◆ Task item ◆
In the records below, some lines hold the word "default". Copy each of those lines.
[Dataset records Boundary: Start]
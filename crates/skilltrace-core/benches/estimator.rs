use criterion::{black_box, criterion_group, criterion_main, Criterion};

use skilltrace_core::estimator::{estimate, GridSearch};
use skilltrace_core::model::Observation;
use skilltrace_core::tracker::RatingTracker;

fn make_session(n: usize) -> Vec<Observation> {
    (0..n)
        .map(|i| Observation::new(i % 3 != 0, (i * 37 % 101) as f64, (i % 13) as f64 * 5.0))
        .collect()
}

fn bench_single_step(c: &mut Criterion) {
    let mut group = c.benchmark_group("single_step");
    let grid = GridSearch::default();

    group.bench_function("correct_b25_t30", |b| {
        let obs = Observation::new(true, 25.0, 30.0);
        b.iter(|| estimate(black_box(&grid), black_box(25.0), 2.0, black_box(&obs)))
    });

    group.bench_function("incorrect_b80_t0", |b| {
        let obs = Observation::new(false, 80.0, 0.0);
        b.iter(|| estimate(black_box(&grid), black_box(60.0), 2.0, black_box(&obs)))
    });

    let fine = GridSearch::new(0.0, 100.0, 0.01).unwrap();
    group.bench_function("fine_grid", |b| {
        let obs = Observation::new(true, 25.0, 30.0);
        b.iter(|| estimate(black_box(&fine), black_box(25.0), 2.0, black_box(&obs)))
    });

    group.finish();
}

fn bench_trace(c: &mut Criterion) {
    let mut group = c.benchmark_group("trace");
    let tracker = RatingTracker::default();

    for n in [10, 100, 1000] {
        let session = make_session(n);
        group.bench_function(format!("{n}_attempts"), |b| {
            b.iter(|| tracker.run(black_box(&session)))
        });
    }

    group.finish();
}

criterion_group!(benches, bench_single_step, bench_trace);
criterion_main!(benches);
[Dataset records Boundary: End]
◆ Exercise output ◆
    let grid = GridSearch::default();
    let tracker = RatingTracker::default();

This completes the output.